[Records contained in a dataset]
::::::::
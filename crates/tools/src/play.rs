//! Line-driven play loop over any reader/writer pair.

use std::io::{BufRead, Write};

use anyhow::Result;
use mansion_core::{Direction, InputJournal, Interrogator, Session, StepOutcome, Verdict};

const PLAYER_MARK: char = '@';
const SUSPECT_MARK: char = 'S';
const WEAPON_MARK: char = 'W';
const CLUE_MARK: char = '?';
const VICTIM_MARK: char = 'X';

const HELP: &str = "commands: w/a/s/d (or up/down/left/right), look, inv, clues, \
                    talk <text>, accuse <weapon>, map, help, quit";

#[derive(Clone, Debug, PartialEq, Eq)]
pub enum Command {
    Move(Direction),
    Look,
    Inventory,
    Clues,
    Talk(String),
    Accuse(String),
    Map,
    Help,
    Quit,
    Unknown(String),
}

/// `None` for blank lines.
pub fn parse_command(line: &str) -> Option<Command> {
    let line = line.trim();
    let (verb, rest) = match line.split_once(char::is_whitespace) {
        Some((verb, rest)) => (verb, rest.trim()),
        None => (line, ""),
    };

    let command = match verb.to_ascii_lowercase().as_str() {
        "" => return None,
        "w" | "up" => Command::Move(Direction::Up),
        "s" | "down" => Command::Move(Direction::Down),
        "a" | "left" => Command::Move(Direction::Left),
        "d" | "right" => Command::Move(Direction::Right),
        "look" | "l" => Command::Look,
        "inv" | "i" | "inventory" => Command::Inventory,
        "clues" | "c" => Command::Clues,
        "talk" | "t" => Command::Talk(rest.to_string()),
        "accuse" => Command::Accuse(rest.to_string()),
        "map" | "m" => Command::Map,
        "help" | "h" => Command::Help,
        "quit" | "q" | "exit" => Command::Quit,
        _ => Command::Unknown(line.to_string()),
    };
    Some(command)
}

/// Map rows with the cast and player drawn over them. Collected weapons and
/// found clues are no longer shown.
pub fn render(session: &Session) -> Vec<String> {
    let mut grid: Vec<Vec<char>> =
        session.mansion().rows().iter().map(|row| row.chars().collect()).collect();

    let mut marks = Vec::new();
    marks.extend(session.victim().pos.map(|pos| (pos, VICTIM_MARK)));
    marks.extend(
        session
            .clues()
            .iter()
            .filter(|clue| !clue.found)
            .filter_map(|clue| clue.pos)
            .map(|pos| (pos, CLUE_MARK)),
    );
    marks.extend(
        session
            .weapons()
            .iter()
            .filter(|weapon| !weapon.collected)
            .filter_map(|weapon| weapon.pos)
            .map(|pos| (pos, WEAPON_MARK)),
    );
    marks.extend(
        session.suspects().iter().filter_map(|suspect| suspect.pos).map(|pos| (pos, SUSPECT_MARK)),
    );
    marks.push((session.player(), PLAYER_MARK));

    for (pos, mark) in marks {
        if let Some(cell) = usize::try_from(pos.y)
            .ok()
            .zip(usize::try_from(pos.x).ok())
            .and_then(|(y, x)| grid.get_mut(y).and_then(|row| row.get_mut(x)))
        {
            *cell = mark;
        }
    }

    grid.into_iter().map(|row| row.into_iter().collect()).collect()
}

/// Runs until the case is solved, the player quits, or input ends. Every
/// move and accepted accusation is appended to `journal`; conversations are
/// kept only in the session's transcripts.
pub fn run<R: BufRead, W: Write>(
    session: &mut Session,
    journal: &mut InputJournal,
    interrogator: &dyn Interrogator,
    input: R,
    out: &mut W,
) -> Result<()> {
    writeln!(out, "{}", session.narrative().intro)?;
    writeln!(
        out,
        "{} lies dead somewhere in the mansion. Find the murderer and the weapon.",
        session.victim().name
    )?;
    writeln!(out, "{HELP}")?;
    print_map(session, out)?;

    for line in input.lines() {
        let Some(command) = parse_command(&line?) else {
            continue;
        };
        log::debug!("command {command:?}");

        match command {
            Command::Move(direction) => {
                let outcome = session.step(direction)?;
                journal.append_move(direction);
                report_step(session, &outcome, out)?;
            }
            Command::Look => describe_surroundings(session, out)?,
            Command::Inventory => {
                if session.inventory().is_empty() {
                    writeln!(out, "You carry nothing.")?;
                } else {
                    writeln!(out, "You carry: {}", session.inventory().join(", "))?;
                }
            }
            Command::Clues => {
                if session.collected_clues().is_empty() {
                    writeln!(out, "No clues yet.")?;
                }
                for clue in session.collected_clues() {
                    writeln!(out, "- {clue}")?;
                }
            }
            Command::Talk(message) => match session.talk(interrogator, &message) {
                    Ok(reply) => {
                        let name = session.suspect_here().map(|suspect| suspect.name.as_str());
                        writeln!(out, "{}: {reply}", name.unwrap_or_default())?;
                    }
                    Err(err) => writeln!(out, "You cannot talk: {err}.")?,
                },
            Command::Accuse(weapon) => {
                if accuse(session, journal, &weapon, out)? {
                    break;
                }
            }
            Command::Map => print_map(session, out)?,
            Command::Help => writeln!(out, "{HELP}")?,
            Command::Quit => {
                writeln!(out, "You leave the mansion with the case unsolved.")?;
                break;
            }
            Command::Unknown(text) => writeln!(out, "Unknown command '{text}'. {HELP}")?,
        }
    }

    Ok(())
}

fn print_map<W: Write>(session: &Session, out: &mut W) -> Result<()> {
    for row in render(session) {
        writeln!(out, "{row}")?;
    }
    Ok(())
}

fn report_step<W: Write>(session: &Session, outcome: &StepOutcome, out: &mut W) -> Result<()> {
    match outcome {
        StepOutcome::Blocked => writeln!(out, "You bump into a wall.")?,
        StepOutcome::Moved { picked_up, found_clue, .. } => {
            if let Some(weapon) = picked_up {
                writeln!(out, "You picked up the {weapon}.")?;
            }
            if let Some(clue) = found_clue {
                writeln!(out, "You found a clue: {clue}")?;
            }
            if let Some(suspect) = session.suspect_here() {
                writeln!(out, "{} is here.", suspect.name)?;
            }
        }
    }
    Ok(())
}

fn describe_surroundings<W: Write>(session: &Session, out: &mut W) -> Result<()> {
    let player = session.player();
    match session.mansion().room_at(player) {
        Some(room) => writeln!(out, "You are in the {}.", room.name)?,
        None => writeln!(out, "You are standing in a doorway.")?,
    }
    if let Some(suspect) = session.suspect_here() {
        writeln!(out, "{} is here.", suspect.name)?;
    }
    if session.victim().pos == Some(player) {
        writeln!(out, "The body of {} lies at your feet.", session.victim().name)?;
    }
    Ok(())
}

/// Returns true once the case is closed.
fn accuse<W: Write>(
    session: &mut Session,
    journal: &mut InputJournal,
    weapon: &str,
    out: &mut W,
) -> Result<bool> {
    // Match the carried weapon regardless of how the player typed it.
    let weapon = session
        .inventory()
        .iter()
        .find(|carried| carried.eq_ignore_ascii_case(weapon))
        .cloned()
        .unwrap_or_else(|| weapon.to_string());
    let suspect = session.suspect_here().map(|suspect| suspect.name.clone());

    match session.accuse(&weapon) {
        Ok(Verdict::Correct) => {
            journal.append_accusation(&weapon);
            let name = suspect.unwrap_or_default();
            writeln!(out, "Correct! {name} did it with the {weapon}.")?;
            writeln!(out, "{}", session.narrative().story)?;
            Ok(true)
        }
        Ok(Verdict::Wrong) => {
            journal.append_accusation(&weapon);
            let name = suspect.unwrap_or_default();
            writeln!(out, "Wrong. {name} did not do it with the {weapon}.")?;
            Ok(false)
        }
        Err(err) => {
            writeln!(out, "You cannot accuse: {err}.")?;
            Ok(false)
        }
    }
}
::::::::
* _Exercise requirements_
Output all preceding records character for character.

* _Task solution_
filename crates/tools/src/play.rs
//! Line-driven play loop over any reader/writer pair.

use std::io::{BufRead, Write};

use anyhow::Result;
use mansion_core::{Direction, InputJournal, Interrogator, Session, StepOutcome, Verdict};

const PLAYER_MARK: char = '@';
const SUSPECT_MARK: char = 'S';
const WEAPON_MARK: char = 'W';
const CLUE_MARK: char = '?';
const VICTIM_MARK: char = 'X';

const HELP: &str = "commands: w/a/s/d (or up/down/left/right), look, inv, clues, \
                    talk <text>, accuse <weapon>, map, help, quit";

#[derive(Clone, Debug, PartialEq, Eq)]
pub enum Command {
    Move(Direction),
    Look,
    Inventory,
    Clues,
    Talk(String),
    Accuse(String),
    Map,
    Help,
    Quit,
    Unknown(String),
}

/// `None` for blank lines.
pub fn parse_command(line: &str) -> Option<Command> {
    let line = line.trim();
    let (verb, rest) = match line.split_once(char::is_whitespace) {
        Some((verb, rest)) => (verb, rest.trim()),
        None => (line, ""),
    };

    let command = match verb.to_ascii_lowercase().as_str() {
        "" => return None,
        "w" | "up" => Command::Move(Direction::Up),
        "s" | "down" => Command::Move(Direction::Down),
        "a" | "left" => Command::Move(Direction::Left),
        "d" | "right" => Command::Move(Direction::Right),
        "look" | "l" => Command::Look,
        "inv" | "i" | "inventory" => Command::Inventory,
        "clues" | "c" => Command::Clues,
        "talk" | "t" => Command::Talk(rest.to_string()),
        "accuse" => Command::Accuse(rest.to_string()),
        "map" | "m" => Command::Map,
        "help" | "h" => Command::Help,
        "quit" | "q" | "exit" => Command::Quit,
        _ => Command::Unknown(line.to_string()),
    };
    Some(command)
}

/// Map rows with the cast and player drawn over them. Collected weapons and
/// found clues are no longer shown.
pub fn render(session: &Session) -> Vec<String> {
    let mut grid: Vec<Vec<char>> =
        session.mansion().rows().iter().map(|row| row.chars().collect()).collect();

    let mut marks = Vec::new();
    marks.extend(session.victim().pos.map(|pos| (pos, VICTIM_MARK)));
    marks.extend(
        session
            .clues()
            .iter()
            .filter(|clue| !clue.found)
            .filter_map(|clue| clue.pos)
            .map(|pos| (pos, CLUE_MARK)),
    );
    marks.extend(
        session
            .weapons()
            .iter()
            .filter(|weapon| !weapon.collected)
            .filter_map(|weapon| weapon.pos)
            .map(|pos| (pos, WEAPON_MARK)),
    );
    marks.extend(
        session.suspects().iter().filter_map(|suspect| suspect.pos).map(|pos| (pos, SUSPECT_MARK)),
    );
    marks.push((session.player(), PLAYER_MARK));

    for (pos, mark) in marks {
        if let Some(cell) = usize::try_from(pos.y)
            .ok()
            .zip(usize::try_from(pos.x).ok())
            .and_then(|(y, x)| grid.get_mut(y).and_then(|row| row.get_mut(x)))
        {
            *cell = mark;
        }
    }

    grid.into_iter().map(|row| row.into_iter().collect()).collect()
}

/// Runs until the case is solved, the player quits, or input ends. Every
/// move and accepted accusation is appended to `journal`; conversations are
/// kept only in the session's transcripts.
pub fn run<R: BufRead, W: Write>(
    session: &mut Session,
    journal: &mut InputJournal,
    interrogator: &dyn Interrogator,
    input: R,
    out: &mut W,
) -> Result<()> {
    writeln!(out, "{}", session.narrative().intro)?;
    writeln!(
        out,
        "{} lies dead somewhere in the mansion. Find the murderer and the weapon.",
        session.victim().name
    )?;
    writeln!(out, "{HELP}")?;
    print_map(session, out)?;

    for line in input.lines() {
        let Some(command) = parse_command(&line?) else {
            continue;
        };
        log::debug!("command {command:?}");

        match command {
            Command::Move(direction) => {
                let outcome = session.step(direction)?;
                journal.append_move(direction);
                report_step(session, &outcome, out)?;
            }
            Command::Look => describe_surroundings(session, out)?,
            Command::Inventory => {
                if session.inventory().is_empty() {
                    writeln!(out, "You carry nothing.")?;
                } else {
                    writeln!(out, "You carry: {}", session.inventory().join(", "))?;
                }
            }
            Command::Clues => {
                if session.collected_clues().is_empty() {
                    writeln!(out, "No clues yet.")?;
                }
                for clue in session.collected_clues() {
                    writeln!(out, "- {clue}")?;
                }
            }
            Command::Talk(message) => match session.talk(interrogator, &message) {
                    Ok(reply) => {
                        let name = session.suspect_here().map(|suspect| suspect.name.as_str());
                        writeln!(out, "{}: {reply}", name.unwrap_or_default())?;
                    }
                    Err(err) => writeln!(out, "You cannot talk: {err}.")?,
                },
            Command::Accuse(weapon) => {
                if accuse(session, journal, &weapon, out)? {
                    break;
                }
            }
            Command::Map => print_map(session, out)?,
            Command::Help => writeln!(out, "{HELP}")?,
            Command::Quit => {
                writeln!(out, "You leave the mansion with the case unsolved.")?;
                break;
            }
            Command::Unknown(text) => writeln!(out, "Unknown command '{text}'. {HELP}")?,
        }
    }

    Ok(())
}

fn print_map<W: Write>(session: &Session, out: &mut W) -> Result<()> {
    for row in render(session) {
        writeln!(out, "{row}")?;
    }
    Ok(())
}

fn report_step<W: Write>(session: &Session, outcome: &StepOutcome, out: &mut W) -> Result<()> {
    match outcome {
        StepOutcome::Blocked => writeln!(out, "You bump into a wall.")?,
        StepOutcome::Moved { picked_up, found_clue, .. } => {
            if let Some(weapon) = picked_up {
                writeln!(out, "You picked up the {weapon}.")?;
            }
            if let Some(clue) = found_clue {
                writeln!(out, "You found a clue: {clue}")?;
            }
            if let Some(suspect) = session.suspect_here() {
                writeln!(out, "{} is here.", suspect.name)?;
            }
        }
    }
    Ok(())
}

fn describe_surroundings<W: Write>(session: &Session, out: &mut W) -> Result<()> {
    let player = session.player();
    match session.mansion().room_at(player) {
        Some(room) => writeln!(out, "You are in the {}.", room.name)?,
        None => writeln!(out, "You are standing in a doorway.")?,
    }
    if let Some(suspect) = session.suspect_here() {
        writeln!(out, "{} is here.", suspect.name)?;
    }
    if session.victim().pos == Some(player) {
        writeln!(out, "The body of {} lies at your feet.", session.victim().name)?;
    }
    Ok(())
}

/// Returns true once the case is closed.
fn accuse<W: Write>(
    session: &mut Session,
    journal: &mut InputJournal,
    weapon: &str,
    out: &mut W,
) -> Result<bool> {
    // Match the carried weapon regardless of how the player typed it.
    let weapon = session
        .inventory()
        .iter()
        .find(|carried| carried.eq_ignore_ascii_case(weapon))
        .cloned()
        .unwrap_or_else(|| weapon.to_string());
    let suspect = session.suspect_here().map(|suspect| suspect.name.clone());

    match session.accuse(&weapon) {
        Ok(Verdict::Correct) => {
            journal.append_accusation(&weapon);
            let name = suspect.unwrap_or_default();
            writeln!(out, "Correct! {name} did it with the {weapon}.")?;
            writeln!(out, "{}", session.narrative().story)?;
            Ok(true)
        }
        Ok(Verdict::Wrong) => {
            journal.append_accusation(&weapon);
            let name = suspect.unwrap_or_default();
            writeln!(out, "Wrong. {name} did not do it with the {weapon}.")?;
            Ok(false)
        }
        Err(err) => {
            writeln!(out, "You cannot accuse: {err}.")?;
            Ok(false)
        }
    }
}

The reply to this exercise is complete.